Gates predicts demise of keyboard and mouse
In a keynote address in Las Vegas at the annual Consumer Electronics Show, Bill Gates, the founder of Microsoft Corp predicted the demise of the computer keyboard and mouse, with touch, vision and speech interfaces becoming increasingly important.(BBC News, 7 January 2007)
Gates said: 'We're adding the ability to touch and directly manipulate, we're adding vision so the computer can see what you're doing, we're adding the pen, we're adding speech'. (BBC News, 7 January 2007)

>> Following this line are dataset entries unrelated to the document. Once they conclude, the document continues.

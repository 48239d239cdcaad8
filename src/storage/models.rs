//! Storage record model for the history log.
//!
//! One [`LogRecord`] is one line of the history file:
//!
//! ```text
//! <count>,<absolute path>,<name>,<location>
//! ```
//!
//! Fields are joined with bare commas and never quoted or escaped. A comma
//! inside a path, name, or location therefore cannot round-trip; this is an
//! accepted limitation of the format.

use serde::{Deserialize, Serialize};

/// Count assigned to the synthetic home-directory record.
///
/// Real counts saturate one below this value, so the home record always ranks
/// first.
pub const HOME_SENTINEL_COUNT: u64 = u64::MAX;

/// Highest count a persisted record can reach.
pub const MAX_RECORD_COUNT: u64 = HOME_SENTINEL_COUNT - 1;

/// Display name of the home-directory sentinel record.
pub const HOME_SENTINEL_NAME: &str = "~";

/// A known directory together with how often it has been discovered or visited.
///
/// `name` and `location` are derived from `absolute_path` when the record is
/// built (see [`crate::domain::LabelCodec::build_record`]) and are never edited
/// on their own.
#[derive(Debug, Clone, PartialEq, Eq, Serialize, Deserialize)]
pub struct LogRecord {
    /// Number of visits or discoveries aggregated into this record.
    pub count: u64,

    /// Canonical absolute path; the record's identity.
    pub absolute_path: String,

    /// Final path component.
    pub name: String,

    /// Ancestor components relative to home (`src/github`), or the absolute
    /// parent (`/opt/tools`) for directories outside home. Empty for direct
    /// children of home.
    pub location: String,
}

/// Why a history line was rejected.
#[derive(Debug, Clone, PartialEq, Eq, thiserror::Error)]
pub enum LineError {
    /// The line has fewer than four comma-separated fields.
    #[error("expected 4 fields, found {0}")]
    MissingFields(usize),
    /// The count is not a positive base-10 integer.
    #[error("invalid count {0:?}")]
    BadCount(String),
    /// The path field is not absolute.
    #[error("path {0:?} is not absolute")]
    RelativePath(String),
}

impl LogRecord {
    /// Returns `true` for the synthetic home-directory record.
    #[must_use]
    pub fn is_home_sentinel(&self) -> bool {
        self.count == HOME_SENTINEL_COUNT && self.name == HOME_SENTINEL_NAME && self.location.is_empty()
    }

    /// Adds `by` to the count, saturating below the sentinel count.
    pub fn bump(&mut self, by: u64) {
        self.count = self.count.saturating_add(by).min(MAX_RECORD_COUNT);
    }

    /// Serializes the record as one history line, without the trailing newline.
    ///
    /// ```
    /// use pd::storage::LogRecord;
    ///
    /// let record = LogRecord {
    ///     count: 3,
    ///     absolute_path: "/home/u/projA".into(),
    ///     name: "projA".into(),
    ///     location: String::new(),
    /// };
    /// assert_eq!(record.to_line(), "3,/home/u/projA,projA,");
    /// ```
    #[must_use]
    pub fn to_line(&self) -> String {
        format!(
            "{},{},{},{}",
            self.count, self.absolute_path, self.name, self.location
        )
    }

    /// Parses one history line.
    ///
    /// The line is split into at most four fields, so any extra commas end up in
    /// `location`.
    ///
    /// # Errors
    ///
    /// Returns a [`LineError`] describing why the line is unusable.
    pub fn parse_line(line: &str) -> Result<Self, LineError> {
        let fields: Vec<&str> = line.splitn(4, ',').collect();
        if fields.len() < 4 {
            return Err(LineError::MissingFields(fields.len()));
        }

        let count = fields[0]
            .trim()
            .parse::<u64>()
            .ok()
            .filter(|c| *c > 0)
            .ok_or_else(|| LineError::BadCount(fields[0].to_string()))?;

        if !fields[1].starts_with('/') {
            return Err(LineError::RelativePath(fields[1].to_string()));
        }

        Ok(Self {
            count: count.min(MAX_RECORD_COUNT),
            absolute_path: fields[1].to_string(),
            name: fields[2].to_string(),
            location: fields[3].to_string(),
        })
    }
}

In the past, Gates has used the annual show to unveil new products, but his visionary predictions have not always led to commercial success, as in the case of the touch-screen tablet computer. Looking into the future, he said users would be able to roam in 3-D virtual worlds when they shopped or interacted online with friends . Devices would connect seamlessly so that data was transferred automatically from computer to mobile phone. He presented 'Microsoft Surface', a new device that embeds a computer in a table top. He produced a design by moving his fingers over the counter and showed how by placing his mobile phone on the surface, the counter-top computer recognised the phone and wirelessly downloaded the design via the phone to the web. (The Times, 8 January 2007)

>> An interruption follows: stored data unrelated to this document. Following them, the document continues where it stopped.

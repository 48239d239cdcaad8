//! pd: a project directory bookmarker with fuzzy navigation.
//!
//! `pd` scans the home directory for project roots, keeps a ranked history of
//! the directories you visit, and prints the one you pick so a shell wrapper
//! can `cd` into it:
//!
//! ```sh
//! pd() { cd "$(command pd "$@")" || return; }
//! ```
//!
//! - Project discovery by version-control or marker files
//! - A plain-text history ranked by visit count
//! - Fuzzy selection through `fzf`, with a directory listing preview
//! - Direct jumps to paths, which are recorded as visits

#![allow(clippy::multiple_crate_versions)]

//!
//! # Architecture
//!
//! ```text
//! ┌─────────────────────────────────────────────────────┐
//! │  Binary (main.rs, cli.rs)                           │  ← Entry point
//! └─────────────────────────────────────────────────────┘
//!                        │
//! ┌─────────────────────────────────────────────────────┐
//! │  Application Layer (app/)                           │  ← Command dispatch
//! │  - Select / jump / query                            │
//! │  - Refresh / sync / list / preview                  │
//! └─────────────────────────────────────────────────────┘
//!         │                    │                    │
//! ┌───────────────┐   ┌───────────────┐   ┌───────────────┐
//! │ UI Layer      │   │ Storage Layer │   │ Infrastructure│
//! │ (ui/)         │   │ (storage/)    │   │ - Paths       │
//! │ - Label colors│   │ - History file│   │ - Walker      │
//! │ - ANSI strip  │   │ - Merge rules │   │ - fzf         │
//! │               │   │ - Ranking     │   │ - Listings    │
//! └───────────────┘   └───────────────┘   └───────────────┘
//!                        │
//! ┌─────────────────────────────────────────────────────┐
//! │  Domain (domain/)                                   │
//! │  - Error types                                      │
//! │  - Label codec and index                            │
//! └─────────────────────────────────────────────────────┘
//!                        │
//! ┌─────────────────────────────────────────────────────┐
//! │  Observability (observability/)                     │  ← Optional
//! │  - tracing subscriber writing to a rotated file     │
//! └─────────────────────────────────────────────────────┘
//! ```
//!
//! # Modules
//!
//! - [`app`]: Command handling on top of an explicit [`app::App`] context
//! - [`domain`]: Errors, the label codec, and the label index
//! - [`infrastructure`]: Paths, project detection, walking, external programs
//! - [`storage`]: History records, merge rules, ranking, the file backend
//! - [`ui`]: Label styling
//! - `observability`: tracing setup (internal)
//!
//! # Configuration
//!
//! Read from `~/.config/pd/config.toml` (or `--config`, or `PD_CONFIG`).
//! Every key is optional:
//!
//! ```toml
//! home = "/home/me"
//! history_file = "~/.config/pd/history"
//! skip_dirs = ["~/Library", "~/go/pkg"]
//! vcs_markers = [".git", ".hg"]
//! marker_files = [".projectile"]
//! max_depth = 6
//! finder = "fzf"
//! log_level = "debug"
//! log_file = "~/.local/share/pd/pd.log"
//!
//! [colors]
//! name = "#89b4fa"
//! location = "#6c7086"
//! ```
//!
//! # Examples
//!
//! ```no_run
//! use pd::app::{handle_command, App, Command};
//! use pd::Config;
//!
//! let config = Config::load(None)?;
//! let mut app = App::from_config(config);
//! let outcome = handle_command(&mut app, &Command::Refresh)?;
//! eprintln!("{}", outcome.summary().unwrap_or_default());
//! # Ok::<(), pd::PdError>(())
//! ```

pub mod app;
pub mod cli;
pub mod domain;
pub mod infrastructure;
pub mod storage;

pub mod ui;

pub mod observability;

pub use app::{handle_command, App, Command, Outcome};
pub use domain::{LabelCodec, PdError, Result};
pub use ui::Theme;

use infrastructure::{paths, ProjectMarkers};
use serde::Deserialize;
use std::path::{Path, PathBuf};

/// Environment variable naming an alternative configuration file.
pub const CONFIG_ENV: &str = "PD_CONFIG";

/// Fully resolved configuration.
///
/// Built once at startup and handed to everything that needs it. Path values
/// are absolute, with `~` already expanded against [`Config::home`].
#[derive(Debug, Clone, PartialEq, Eq)]
pub struct Config {
    /// Directory treated as home: the walk root and the base of `~` labels.
    pub home: PathBuf,

    /// History log location.
    pub history_file: PathBuf,

    /// Directories pruned from discovery, with everything below them.
    ///
    /// Default: `["~/Library"]`
    pub skip_dirs: Vec<PathBuf>,

    /// Markers identifying project roots.
    pub markers: ProjectMarkers,

    /// Maximum walk depth below home. Default: unlimited.
    pub max_depth: Option<usize>,

    /// Program used for interactive selection. Default: `"fzf"`
    pub finder: String,

    /// Label colors.
    pub colors: Theme,

    /// Tracing filter directive (`PD_LOG` takes precedence). Default: `warn`
    pub log_level: Option<String>,

    /// Diagnostic log location. Default: `<data_dir>/pd/pd.log`
    pub log_file: Option<PathBuf>,
}

/// On-disk shape of `config.toml`.
#[derive(Debug, Default, Deserialize)]
#[serde(default, deny_unknown_fields)]
struct RawConfig {
    home: Option<String>,
    history_file: Option<String>,
    skip_dirs: Option<Vec<String>>,
    vcs_markers: Option<Vec<String>>,
    marker_files: Option<Vec<String>>,
    max_depth: Option<usize>,
    finder: Option<String>,
    log_level: Option<String>,
    log_file: Option<String>,
    colors: Theme,
}

impl Config {
    /// Loads configuration from `path`, or from the default location when
    /// `path` is `None`.
    ///
    /// A file that does not exist yields the defaults.
    ///
    /// # Errors
    ///
    /// Returns [`PdError::Config`] if the file cannot be read or is not valid
    /// TOML for this schema, or if no home directory can be determined.
    pub fn load(path: Option<&Path>) -> Result<Self> {
        let Some(file) = path.map(Path::to_path_buf).or_else(paths::default_config_file) else {
            tracing::debug!("no config directory on this platform, using defaults");
            return Self::from_toml_str("");
        };

        let _span = tracing::debug_span!("load_config", file = %file.display()).entered();

        match std::fs::read_to_string(&file) {
            Ok(text) => Self::from_toml_str(&text).map_err(|e| match e {
                PdError::Config(msg) => PdError::Config(format!("{}: {msg}", file.display())),
                other => other,
            }),
            Err(e) if e.kind() == std::io::ErrorKind::NotFound => {
                tracing::debug!("config file not found, using defaults");
                Self::from_toml_str("")
            }
            Err(e) => Err(PdError::Config(format!("cannot read {}: {e}", file.display()))),
        }
    }

    /// Parses configuration from TOML text and fills in defaults.
    ///
    /// # Errors
    ///
    /// Returns [`PdError::Config`] for invalid TOML or unknown keys, or if
    /// `home` is not set and cannot be determined.
    ///
    /// # Example
    ///
    /// ```rust
    /// use pd::Config;
    /// use std::path::PathBuf;
    ///
    /// let config = Config::from_toml_str(r#"
    ///     home = "/home/u"
    ///     skip_dirs = ["~/Library/", "/mnt"]
    /// "#)?;
    /// assert_eq!(config.skip_dirs, vec![PathBuf::from("/home/u/Library"), PathBuf::from("/mnt")]);
    /// assert_eq!(config.finder, "fzf");
    /// # Ok::<(), pd::PdError>(())
    /// ```
    pub fn from_toml_str(text: &str) -> Result<Self> {
        let raw: RawConfig = toml::from_str(text).map_err(|e| PdError::Config(e.to_string()))?;
        Self::resolve(raw)
    }

    fn resolve(raw: RawConfig) -> Result<Self> {
        let home = match raw.home.as_deref() {
            Some(home) if home.starts_with('~') => paths::expand_tilde(home, &paths::home_dir()?),
            Some(home) => PathBuf::from(home),
            None => paths::home_dir()?,
        };
        // Canonical, like every jump target.
        let home = paths::normalize(&home);
        let home = paths::resolve_symlinks(&home).unwrap_or(home);
        let expand = |value: &str| paths::normalize(&paths::expand_tilde(value.trim_end_matches('/'), &home));

        let history_file = raw
            .history_file
            .as_deref()
            .map(expand)
            .or_else(paths::default_history_file)
            .unwrap_or_else(|| home.join(".pd_history"));

        let skip_dirs = raw
            .skip_dirs
            .unwrap_or_else(|| vec!["~/Library".to_string()])
            .iter()
            .filter(|dir| !dir.trim().is_empty())
            .map(|dir| expand(dir.as_str()))
            .collect();

        let defaults = ProjectMarkers::default();
        let markers = ProjectMarkers {
            vcs_dirs: raw.vcs_markers.unwrap_or(defaults.vcs_dirs),
            marker_files: raw.marker_files.unwrap_or(defaults.marker_files),
        };

        Ok(Self {
            history_file,
            skip_dirs,
            markers,
            max_depth: raw.max_depth,
            finder: raw.finder.unwrap_or_else(|| "fzf".to_string()),
            colors: raw.colors,
            log_level: raw.log_level,
            log_file: raw.log_file.as_deref().map(expand),
            home,
        })
    }

    /// Replaces the history file location (the `--history` flag).
    #[must_use]
    pub fn with_history_file(mut self, path: &str) -> Self {
        self.history_file = paths::normalize(&paths::expand_tilde(path, &self.home));
        self
    }
}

Look at the Times 100 case study for Hutchison Whampoa, the company that owns 3, which has led the growth of the global 3G market. It provides the most comprehensive network for 3G communications. Like Microsoft, it has invested heavily in new technology. To maintain their position as market leaders, such companies must continually look towards new product development and innovation. However, they must also manage the higher risks of that position.
- Explain the usefulness of the Boston Matrix to a company trying to maintain a good balanced product portfolio.
- What steps should a business take to minimize risk before launching a new product?